Gleiche Rechte, gleiche Pflichten
Die erste Wahl, bei der deutsche Frauen reichsweit von ihrem Wahlrecht Gebrauch machen konnten, war die Wahl zur verfassungsgebenden Nationalversammlung im Januar 1919. Für diese Wahl warb beispielsweise ein Plakat der SPD, das in der Dauerausstellung des Deutschen Historischen Museums gezeigt wird. Zu sehen sind ein Mann und eine Frau, die eine rote Fahne schwenken. Mit dem Aufruf „Frauen! Gleiche Rechte, gleiche Pflichten!“ fordert das Plakat explizit die weiblichen Wähler auf, die Sozialdemokraten zu wählen.
Die Sorge, dass eine unzureichende Beteiligung von Frauen an dieser Wahl die errungenen Rechte gleich wieder zunichtemachen würde, war groß. Umso mehr wurden gerade Frauen daran erinnert, dass sie nun, da sie das Wahlrecht erlangt hatten, auch verpflichtet waren, es zu nutzen. Wie die SPD warben nun auch andere Parteien um die Stimmen der Frauen.

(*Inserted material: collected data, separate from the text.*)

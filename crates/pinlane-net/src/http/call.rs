//! Call outcomes and the callbacks that receive them.

use std::sync::atomic::{AtomicU64, Ordering};

use http::HeaderMap;

use super::classify::{NormalizedError, classify, is_success_status};
use super::request::RequestSpec;
use super::response::{CallResponse, ProgressTracker};
use super::transport::{Transport, TransportError, TransportReply};

/// Callback invoked once when a call succeeds.
pub type CompletionCallback = Box<dyn FnOnce(CallResponse) + Send + 'static>;

/// Callback invoked once when a call fails.
pub type ErrorCallback = Box<dyn FnOnce(NormalizedError) + Send + 'static>;

/// Callback invoked with upload fractions in `0.0..=1.0`.
pub type ProgressCallback = Box<dyn FnMut(f64) + Send + 'static>;

/// Unique identifier for a call started on a runner.
#[derive(Clone, Copy, Debug, PartialEq, Eq, Hash, PartialOrd, Ord)]
pub struct CallId(u64);

impl CallId {
    pub(crate) fn next() -> Self {
        static COUNTER: AtomicU64 = AtomicU64::new(1);
        Self(COUNTER.fetch_add(1, Ordering::Relaxed))
    }

    /// The raw counter value.
    pub fn get(self) -> u64 {
        self.0
    }
}

/// The terminal result of one call.
#[derive(Debug)]
pub enum CallOutcome {
    /// The server answered 200, 201 or 204.
    Success(CallResponse),
    /// Anything else, normalized.
    Failure(NormalizedError),
}

impl CallOutcome {
    /// Turn what the transport produced into an outcome.
    ///
    /// A transport error means no response was ever received: it is
    /// classified as status 0 with an empty body.
    pub fn from_transport(result: Result<TransportReply, TransportError>) -> Self {
        match result {
            Ok(reply) if is_success_status(reply.status) => Self::Success(CallResponse {
                status: reply.status,
                headers: reply.headers,
                body: reply.body,
                uploaded_bytes: reply.uploaded_bytes,
            }),
            Ok(reply) => {
                Self::Failure(classify(reply.body.as_bytes(), reply.status, &reply.headers))
            }
            Err(err) => {
                tracing::debug!(target: "pinlane_net::call", error = %err, "no response received");
                Self::Failure(classify(&[], 0, &HeaderMap::new()))
            }
        }
    }

    /// Check if the call succeeded.
    pub fn is_success(&self) -> bool {
        matches!(self, Self::Success(_))
    }
}

/// Transmit one spec and classify the result.
pub(crate) async fn execute<T: Transport>(
    transport: &T,
    spec: RequestSpec,
    progress: ProgressTracker,
) -> CallOutcome {
    CallOutcome::from_transport(transport.transmit(spec, progress).await)
}

/// The pair of callbacks of which exactly one will run.
pub(crate) struct CallHandlers {
    on_completion: CompletionCallback,
    on_error: ErrorCallback,
}

impl CallHandlers {
    pub(crate) fn new<C, E>(on_completion: C, on_error: E) -> Self
    where
        C: FnOnce(CallResponse) + Send + 'static,
        E: FnOnce(NormalizedError) + Send + 'static,
    {
        Self {
            on_completion: Box::new(on_completion),
            on_error: Box::new(on_error),
        }
    }

    /// Deliver the outcome. Consumes both callbacks.
    pub(crate) fn settle(self, outcome: CallOutcome) {
        match outcome {
            CallOutcome::Success(response) => (self.on_completion)(response),
            CallOutcome::Failure(error) => (self.on_error)(error),
        }
    }

    /// Deliver an error without a transmission.
    pub(crate) fn fail(self, error: NormalizedError) {
        (self.on_error)(error)
    }
}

Bei der Wahl zur Nationalversammlung am 19. Januar 1919 gaben 82% aller wahlberechtigten Frauen ihre Stimme ab. Am Ende waren unter den insgesamt 423 gewählten Abgeordneten 37 Frauen. Ein ähnlicher Anteil von Frauen im Abgeordnetenhaus wurde mit 9,8 % erst 1983 wieder erreicht. 2013 haben dagegen nur 72 % der wahlberechtigten Frauen von ihrem Stimmrecht Gebrauch gemacht. 230 der insgesamt 631 gewählten Abgeordneten waren Frauen, also etwa 36,5 %. Damit haben sie im Vergleich zu 1919 und 1983 deutlich aufgeholt. Wie es 2017 aussehen wird, entscheidet die Wahl am 24. September.